Stored data
————
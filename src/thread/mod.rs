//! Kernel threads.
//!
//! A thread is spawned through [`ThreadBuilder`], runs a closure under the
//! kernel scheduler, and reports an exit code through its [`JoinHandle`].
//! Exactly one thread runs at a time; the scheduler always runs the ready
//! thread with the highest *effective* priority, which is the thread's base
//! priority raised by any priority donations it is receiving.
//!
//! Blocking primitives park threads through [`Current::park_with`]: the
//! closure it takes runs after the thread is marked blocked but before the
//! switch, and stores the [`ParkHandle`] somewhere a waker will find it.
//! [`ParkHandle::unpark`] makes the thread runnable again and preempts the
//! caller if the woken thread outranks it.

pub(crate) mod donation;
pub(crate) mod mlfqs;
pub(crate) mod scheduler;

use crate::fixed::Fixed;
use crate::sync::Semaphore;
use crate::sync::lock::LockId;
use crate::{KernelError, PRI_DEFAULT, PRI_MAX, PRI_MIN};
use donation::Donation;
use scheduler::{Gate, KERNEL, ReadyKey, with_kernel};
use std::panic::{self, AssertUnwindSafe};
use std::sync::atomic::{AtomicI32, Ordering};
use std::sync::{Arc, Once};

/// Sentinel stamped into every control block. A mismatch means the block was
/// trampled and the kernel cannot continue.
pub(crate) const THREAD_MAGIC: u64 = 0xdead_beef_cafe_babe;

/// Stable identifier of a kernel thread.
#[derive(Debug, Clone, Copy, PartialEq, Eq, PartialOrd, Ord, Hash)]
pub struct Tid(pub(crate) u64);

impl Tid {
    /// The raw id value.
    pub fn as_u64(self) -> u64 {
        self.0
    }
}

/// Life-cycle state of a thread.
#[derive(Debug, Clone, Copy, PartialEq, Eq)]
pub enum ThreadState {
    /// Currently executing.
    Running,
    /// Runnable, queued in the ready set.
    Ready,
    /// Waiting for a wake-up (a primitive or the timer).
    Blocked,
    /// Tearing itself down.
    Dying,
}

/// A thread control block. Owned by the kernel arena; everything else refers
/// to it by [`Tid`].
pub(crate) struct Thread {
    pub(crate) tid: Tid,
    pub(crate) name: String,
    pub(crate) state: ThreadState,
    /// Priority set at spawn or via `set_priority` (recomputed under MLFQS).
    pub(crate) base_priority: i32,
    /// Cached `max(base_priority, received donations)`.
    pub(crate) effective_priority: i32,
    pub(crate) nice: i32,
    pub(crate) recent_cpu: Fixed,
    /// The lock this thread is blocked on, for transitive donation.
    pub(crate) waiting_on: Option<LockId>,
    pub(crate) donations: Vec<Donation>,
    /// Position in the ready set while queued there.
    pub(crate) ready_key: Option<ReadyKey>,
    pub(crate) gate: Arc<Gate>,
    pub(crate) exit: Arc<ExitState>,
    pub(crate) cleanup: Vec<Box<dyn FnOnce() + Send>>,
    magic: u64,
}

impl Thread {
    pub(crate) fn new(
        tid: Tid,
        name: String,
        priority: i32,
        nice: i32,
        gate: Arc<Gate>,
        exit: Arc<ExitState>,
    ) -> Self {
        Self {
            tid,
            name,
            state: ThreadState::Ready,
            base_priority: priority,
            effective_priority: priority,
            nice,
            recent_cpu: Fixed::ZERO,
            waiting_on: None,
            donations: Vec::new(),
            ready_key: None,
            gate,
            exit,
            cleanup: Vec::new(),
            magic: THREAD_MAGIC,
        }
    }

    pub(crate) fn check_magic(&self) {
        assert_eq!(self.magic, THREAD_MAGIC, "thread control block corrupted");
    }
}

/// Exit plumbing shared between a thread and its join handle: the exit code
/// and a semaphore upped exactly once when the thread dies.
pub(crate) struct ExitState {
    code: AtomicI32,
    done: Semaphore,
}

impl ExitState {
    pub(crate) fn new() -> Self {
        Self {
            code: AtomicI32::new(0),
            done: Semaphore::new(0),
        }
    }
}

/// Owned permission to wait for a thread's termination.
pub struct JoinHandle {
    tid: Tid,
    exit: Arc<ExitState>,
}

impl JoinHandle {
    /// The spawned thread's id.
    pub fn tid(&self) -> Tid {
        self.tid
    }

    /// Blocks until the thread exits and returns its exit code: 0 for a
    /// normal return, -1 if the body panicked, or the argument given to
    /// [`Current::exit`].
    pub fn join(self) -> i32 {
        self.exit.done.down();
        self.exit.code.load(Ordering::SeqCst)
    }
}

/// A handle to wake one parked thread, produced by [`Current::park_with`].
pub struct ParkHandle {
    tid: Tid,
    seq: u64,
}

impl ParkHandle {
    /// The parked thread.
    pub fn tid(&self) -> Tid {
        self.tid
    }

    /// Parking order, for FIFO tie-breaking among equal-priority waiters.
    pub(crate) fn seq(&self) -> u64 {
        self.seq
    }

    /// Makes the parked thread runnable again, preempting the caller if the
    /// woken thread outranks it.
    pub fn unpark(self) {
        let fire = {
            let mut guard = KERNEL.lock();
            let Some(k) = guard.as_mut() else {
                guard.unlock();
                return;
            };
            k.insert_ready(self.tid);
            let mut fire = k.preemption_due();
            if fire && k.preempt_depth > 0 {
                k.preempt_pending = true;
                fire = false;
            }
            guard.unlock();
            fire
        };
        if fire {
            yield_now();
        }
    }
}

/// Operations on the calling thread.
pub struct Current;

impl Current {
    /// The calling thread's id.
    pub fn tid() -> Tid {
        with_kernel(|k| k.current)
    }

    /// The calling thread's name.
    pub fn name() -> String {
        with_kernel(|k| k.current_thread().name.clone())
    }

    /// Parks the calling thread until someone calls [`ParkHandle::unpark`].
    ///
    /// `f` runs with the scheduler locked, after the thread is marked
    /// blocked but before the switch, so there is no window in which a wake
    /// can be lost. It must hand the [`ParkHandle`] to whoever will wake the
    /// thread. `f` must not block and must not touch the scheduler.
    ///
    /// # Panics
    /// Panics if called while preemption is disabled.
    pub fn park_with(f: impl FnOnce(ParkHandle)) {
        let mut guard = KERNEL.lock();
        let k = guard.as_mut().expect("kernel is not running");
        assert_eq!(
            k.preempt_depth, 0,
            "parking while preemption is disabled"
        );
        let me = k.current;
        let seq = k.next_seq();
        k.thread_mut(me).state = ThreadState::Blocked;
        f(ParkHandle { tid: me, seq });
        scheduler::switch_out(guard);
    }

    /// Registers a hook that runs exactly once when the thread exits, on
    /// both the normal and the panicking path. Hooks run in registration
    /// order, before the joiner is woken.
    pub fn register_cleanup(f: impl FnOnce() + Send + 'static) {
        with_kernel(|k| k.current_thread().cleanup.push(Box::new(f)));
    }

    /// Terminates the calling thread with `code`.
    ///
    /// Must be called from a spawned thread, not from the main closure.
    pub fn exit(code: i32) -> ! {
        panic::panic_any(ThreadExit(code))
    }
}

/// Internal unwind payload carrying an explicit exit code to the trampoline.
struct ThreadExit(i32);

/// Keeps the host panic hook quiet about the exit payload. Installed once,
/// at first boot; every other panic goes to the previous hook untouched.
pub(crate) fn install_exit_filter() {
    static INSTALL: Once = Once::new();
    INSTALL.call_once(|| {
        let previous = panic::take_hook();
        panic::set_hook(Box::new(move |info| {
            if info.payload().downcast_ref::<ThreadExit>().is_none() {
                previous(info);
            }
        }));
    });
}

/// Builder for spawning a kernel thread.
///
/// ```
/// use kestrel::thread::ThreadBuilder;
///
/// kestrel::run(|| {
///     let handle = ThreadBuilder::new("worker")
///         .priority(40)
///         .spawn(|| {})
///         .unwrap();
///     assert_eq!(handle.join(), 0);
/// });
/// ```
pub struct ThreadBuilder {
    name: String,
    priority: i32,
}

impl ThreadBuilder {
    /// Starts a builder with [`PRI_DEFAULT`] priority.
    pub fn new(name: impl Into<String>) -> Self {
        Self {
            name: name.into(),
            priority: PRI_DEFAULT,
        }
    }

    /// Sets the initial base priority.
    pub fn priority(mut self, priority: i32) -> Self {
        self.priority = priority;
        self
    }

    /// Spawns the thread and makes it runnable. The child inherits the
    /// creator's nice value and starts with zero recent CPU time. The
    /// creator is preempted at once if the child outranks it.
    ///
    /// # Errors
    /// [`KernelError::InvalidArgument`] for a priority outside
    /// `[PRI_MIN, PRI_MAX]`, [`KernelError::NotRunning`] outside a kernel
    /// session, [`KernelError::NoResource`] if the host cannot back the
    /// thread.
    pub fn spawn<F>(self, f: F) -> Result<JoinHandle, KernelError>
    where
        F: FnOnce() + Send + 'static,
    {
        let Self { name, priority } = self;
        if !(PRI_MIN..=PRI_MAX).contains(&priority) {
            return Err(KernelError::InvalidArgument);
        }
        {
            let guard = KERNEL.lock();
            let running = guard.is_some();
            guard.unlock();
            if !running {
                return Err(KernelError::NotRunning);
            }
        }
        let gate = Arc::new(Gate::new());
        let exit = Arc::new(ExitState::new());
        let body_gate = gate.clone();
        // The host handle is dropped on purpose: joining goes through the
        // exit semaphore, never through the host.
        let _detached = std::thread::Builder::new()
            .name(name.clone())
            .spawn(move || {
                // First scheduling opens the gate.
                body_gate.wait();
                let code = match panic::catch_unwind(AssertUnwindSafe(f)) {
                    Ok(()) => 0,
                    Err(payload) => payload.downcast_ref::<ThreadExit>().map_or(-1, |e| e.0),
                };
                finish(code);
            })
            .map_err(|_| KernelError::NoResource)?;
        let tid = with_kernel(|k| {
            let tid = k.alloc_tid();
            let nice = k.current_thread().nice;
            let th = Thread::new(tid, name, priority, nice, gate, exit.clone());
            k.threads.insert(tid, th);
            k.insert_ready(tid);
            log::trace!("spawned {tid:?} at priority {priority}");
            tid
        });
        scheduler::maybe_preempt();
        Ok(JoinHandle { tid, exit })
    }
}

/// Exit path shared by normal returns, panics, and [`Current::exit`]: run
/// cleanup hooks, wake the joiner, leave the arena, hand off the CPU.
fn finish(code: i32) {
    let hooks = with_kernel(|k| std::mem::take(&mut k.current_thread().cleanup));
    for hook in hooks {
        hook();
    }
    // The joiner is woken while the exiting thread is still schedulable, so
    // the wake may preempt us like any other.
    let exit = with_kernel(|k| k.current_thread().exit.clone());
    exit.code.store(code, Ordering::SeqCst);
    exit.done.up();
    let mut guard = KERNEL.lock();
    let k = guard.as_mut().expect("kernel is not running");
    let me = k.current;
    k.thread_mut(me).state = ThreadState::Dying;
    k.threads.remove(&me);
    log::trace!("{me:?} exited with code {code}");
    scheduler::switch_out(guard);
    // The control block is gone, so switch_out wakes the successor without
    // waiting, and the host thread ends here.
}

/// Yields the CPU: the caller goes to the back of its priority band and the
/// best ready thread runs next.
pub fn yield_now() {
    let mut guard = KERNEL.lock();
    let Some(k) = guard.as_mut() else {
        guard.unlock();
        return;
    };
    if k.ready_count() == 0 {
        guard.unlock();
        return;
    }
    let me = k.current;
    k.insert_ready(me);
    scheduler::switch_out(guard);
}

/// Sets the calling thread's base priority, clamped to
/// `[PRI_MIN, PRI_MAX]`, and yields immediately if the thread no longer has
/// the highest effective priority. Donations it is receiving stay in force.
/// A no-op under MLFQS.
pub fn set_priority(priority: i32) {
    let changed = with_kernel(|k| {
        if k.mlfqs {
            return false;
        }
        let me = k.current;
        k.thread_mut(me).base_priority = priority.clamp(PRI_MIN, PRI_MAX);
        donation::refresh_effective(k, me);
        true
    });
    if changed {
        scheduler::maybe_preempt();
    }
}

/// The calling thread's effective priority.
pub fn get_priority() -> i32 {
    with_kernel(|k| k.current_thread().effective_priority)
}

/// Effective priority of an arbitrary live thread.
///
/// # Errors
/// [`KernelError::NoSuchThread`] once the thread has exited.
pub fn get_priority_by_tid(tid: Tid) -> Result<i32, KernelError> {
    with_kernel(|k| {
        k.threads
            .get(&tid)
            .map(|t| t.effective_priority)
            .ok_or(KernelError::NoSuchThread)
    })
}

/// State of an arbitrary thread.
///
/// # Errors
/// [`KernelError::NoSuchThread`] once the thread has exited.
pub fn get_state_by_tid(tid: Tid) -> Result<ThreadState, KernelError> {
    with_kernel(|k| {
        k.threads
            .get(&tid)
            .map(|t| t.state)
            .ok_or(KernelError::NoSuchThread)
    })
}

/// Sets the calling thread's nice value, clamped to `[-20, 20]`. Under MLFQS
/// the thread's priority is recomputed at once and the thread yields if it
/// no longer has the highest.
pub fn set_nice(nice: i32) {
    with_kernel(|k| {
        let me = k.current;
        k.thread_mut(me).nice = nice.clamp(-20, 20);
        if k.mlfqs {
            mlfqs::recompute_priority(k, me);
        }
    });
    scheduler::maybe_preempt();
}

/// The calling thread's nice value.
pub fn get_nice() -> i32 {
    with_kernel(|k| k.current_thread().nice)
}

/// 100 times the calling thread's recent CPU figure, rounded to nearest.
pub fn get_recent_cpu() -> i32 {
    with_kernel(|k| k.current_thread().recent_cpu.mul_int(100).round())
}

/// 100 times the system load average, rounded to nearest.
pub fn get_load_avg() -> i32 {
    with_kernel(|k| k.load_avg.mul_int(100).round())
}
————
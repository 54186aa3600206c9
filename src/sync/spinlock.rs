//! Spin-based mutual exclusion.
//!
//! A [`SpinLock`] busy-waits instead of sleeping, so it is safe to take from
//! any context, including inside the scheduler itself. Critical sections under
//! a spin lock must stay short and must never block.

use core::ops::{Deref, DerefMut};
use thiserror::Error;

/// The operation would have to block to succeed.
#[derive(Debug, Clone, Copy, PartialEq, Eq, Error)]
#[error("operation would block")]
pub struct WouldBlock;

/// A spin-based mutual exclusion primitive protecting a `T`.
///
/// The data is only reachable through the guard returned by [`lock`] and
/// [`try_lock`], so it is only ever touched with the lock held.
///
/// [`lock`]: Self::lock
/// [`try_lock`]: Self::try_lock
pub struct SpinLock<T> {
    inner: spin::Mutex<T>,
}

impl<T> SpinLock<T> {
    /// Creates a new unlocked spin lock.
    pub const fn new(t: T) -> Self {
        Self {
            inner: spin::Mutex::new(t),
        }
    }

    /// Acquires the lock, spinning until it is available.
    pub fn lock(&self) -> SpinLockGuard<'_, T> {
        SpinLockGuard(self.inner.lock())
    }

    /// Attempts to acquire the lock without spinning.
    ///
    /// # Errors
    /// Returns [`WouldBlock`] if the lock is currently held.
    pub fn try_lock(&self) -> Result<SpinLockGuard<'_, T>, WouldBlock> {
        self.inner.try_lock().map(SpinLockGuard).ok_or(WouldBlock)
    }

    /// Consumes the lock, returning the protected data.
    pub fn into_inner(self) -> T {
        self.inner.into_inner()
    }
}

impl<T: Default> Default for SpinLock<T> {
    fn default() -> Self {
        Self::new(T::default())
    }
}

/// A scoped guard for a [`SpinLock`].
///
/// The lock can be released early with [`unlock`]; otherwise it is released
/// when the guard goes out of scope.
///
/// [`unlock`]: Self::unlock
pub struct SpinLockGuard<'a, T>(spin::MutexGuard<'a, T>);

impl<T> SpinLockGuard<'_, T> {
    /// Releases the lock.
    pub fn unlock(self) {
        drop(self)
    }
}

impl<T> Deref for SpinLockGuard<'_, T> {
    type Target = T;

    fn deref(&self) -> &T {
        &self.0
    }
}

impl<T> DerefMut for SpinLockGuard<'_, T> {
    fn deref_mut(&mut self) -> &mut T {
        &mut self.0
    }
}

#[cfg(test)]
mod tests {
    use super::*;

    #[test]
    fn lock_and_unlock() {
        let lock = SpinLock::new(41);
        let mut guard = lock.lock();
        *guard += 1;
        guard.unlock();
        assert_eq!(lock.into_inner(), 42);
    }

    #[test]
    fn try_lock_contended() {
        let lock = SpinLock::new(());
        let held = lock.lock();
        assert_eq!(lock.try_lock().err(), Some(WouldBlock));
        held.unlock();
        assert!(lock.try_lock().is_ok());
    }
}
————
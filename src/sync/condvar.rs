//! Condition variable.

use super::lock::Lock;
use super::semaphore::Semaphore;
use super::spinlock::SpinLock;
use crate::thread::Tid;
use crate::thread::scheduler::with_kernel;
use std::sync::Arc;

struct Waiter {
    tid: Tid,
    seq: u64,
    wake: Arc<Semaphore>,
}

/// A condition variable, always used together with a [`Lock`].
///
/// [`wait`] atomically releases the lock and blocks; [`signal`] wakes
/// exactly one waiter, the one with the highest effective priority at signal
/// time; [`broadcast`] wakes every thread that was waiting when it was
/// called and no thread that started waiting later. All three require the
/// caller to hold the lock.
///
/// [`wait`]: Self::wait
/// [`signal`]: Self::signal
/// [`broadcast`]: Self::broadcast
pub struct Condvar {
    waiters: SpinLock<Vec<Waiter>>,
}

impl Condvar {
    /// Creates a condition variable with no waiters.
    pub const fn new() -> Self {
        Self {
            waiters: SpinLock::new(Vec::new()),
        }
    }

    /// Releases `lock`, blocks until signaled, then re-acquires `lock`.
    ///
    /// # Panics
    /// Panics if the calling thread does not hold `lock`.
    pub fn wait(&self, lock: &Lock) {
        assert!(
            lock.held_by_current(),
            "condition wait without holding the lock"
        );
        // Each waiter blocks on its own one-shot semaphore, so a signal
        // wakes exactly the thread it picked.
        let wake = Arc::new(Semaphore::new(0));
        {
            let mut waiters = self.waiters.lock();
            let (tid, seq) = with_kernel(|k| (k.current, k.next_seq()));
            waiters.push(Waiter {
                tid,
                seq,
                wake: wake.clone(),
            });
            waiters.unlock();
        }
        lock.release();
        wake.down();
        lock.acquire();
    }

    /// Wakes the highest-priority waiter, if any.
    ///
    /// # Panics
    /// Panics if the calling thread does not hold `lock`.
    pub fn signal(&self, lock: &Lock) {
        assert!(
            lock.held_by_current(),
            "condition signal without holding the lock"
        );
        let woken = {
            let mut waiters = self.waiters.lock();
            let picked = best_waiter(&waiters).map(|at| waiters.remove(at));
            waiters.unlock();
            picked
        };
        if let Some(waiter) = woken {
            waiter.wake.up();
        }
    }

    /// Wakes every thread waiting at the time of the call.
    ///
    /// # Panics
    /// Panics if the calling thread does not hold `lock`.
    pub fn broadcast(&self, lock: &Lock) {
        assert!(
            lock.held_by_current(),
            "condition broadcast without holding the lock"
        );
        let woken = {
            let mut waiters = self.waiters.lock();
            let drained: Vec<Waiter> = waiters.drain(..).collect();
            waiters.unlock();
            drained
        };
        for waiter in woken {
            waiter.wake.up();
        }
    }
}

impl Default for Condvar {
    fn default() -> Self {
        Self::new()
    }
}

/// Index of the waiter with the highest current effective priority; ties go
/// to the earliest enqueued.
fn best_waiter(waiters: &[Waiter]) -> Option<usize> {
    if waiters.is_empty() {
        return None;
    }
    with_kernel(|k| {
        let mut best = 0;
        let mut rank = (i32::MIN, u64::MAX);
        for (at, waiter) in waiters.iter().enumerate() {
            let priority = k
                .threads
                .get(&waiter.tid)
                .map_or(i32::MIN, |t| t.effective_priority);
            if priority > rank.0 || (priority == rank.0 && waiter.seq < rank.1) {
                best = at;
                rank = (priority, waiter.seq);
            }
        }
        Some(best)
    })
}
————
• Required work
After locating the line with "filename src/thread/mod.rs" above, return that line and every later line through the one with "of a kernel thread.", word for word and with nothing else.

• Written solution
filename src/thread/mod.rs
//! Kernel threads.
//!
//! A thread is spawned through [`ThreadBuilder`], runs a closure under the
//! kernel scheduler, and reports an exit code through its [`JoinHandle`].
//! Exactly one thread runs at a time; the scheduler always runs the ready
//! thread with the highest *effective* priority, which is the thread's base
//! priority raised by any priority donations it is receiving.
//!
//! Blocking primitives park threads through [`Current::park_with`]: the
//! closure it takes runs after the thread is marked blocked but before the
//! switch, and stores the [`ParkHandle`] somewhere a waker will find it.
//! [`ParkHandle::unpark`] makes the thread runnable again and preempts the
//! caller if the woken thread outranks it.

pub(crate) mod donation;
pub(crate) mod mlfqs;
pub(crate) mod scheduler;

use crate::fixed::Fixed;
use crate::sync::Semaphore;
use crate::sync::lock::LockId;
use crate::{KernelError, PRI_DEFAULT, PRI_MAX, PRI_MIN};
use donation::Donation;
use scheduler::{Gate, KERNEL, ReadyKey, with_kernel};
use std::panic::{self, AssertUnwindSafe};
use std::sync::atomic::{AtomicI32, Ordering};
use std::sync::{Arc, Once};

/// Sentinel stamped into every control block. A mismatch means the block was
/// trampled and the kernel cannot continue.
pub(crate) const THREAD_MAGIC: u64 = 0xdead_beef_cafe_babe;

/// Stable identifier of a kernel thread.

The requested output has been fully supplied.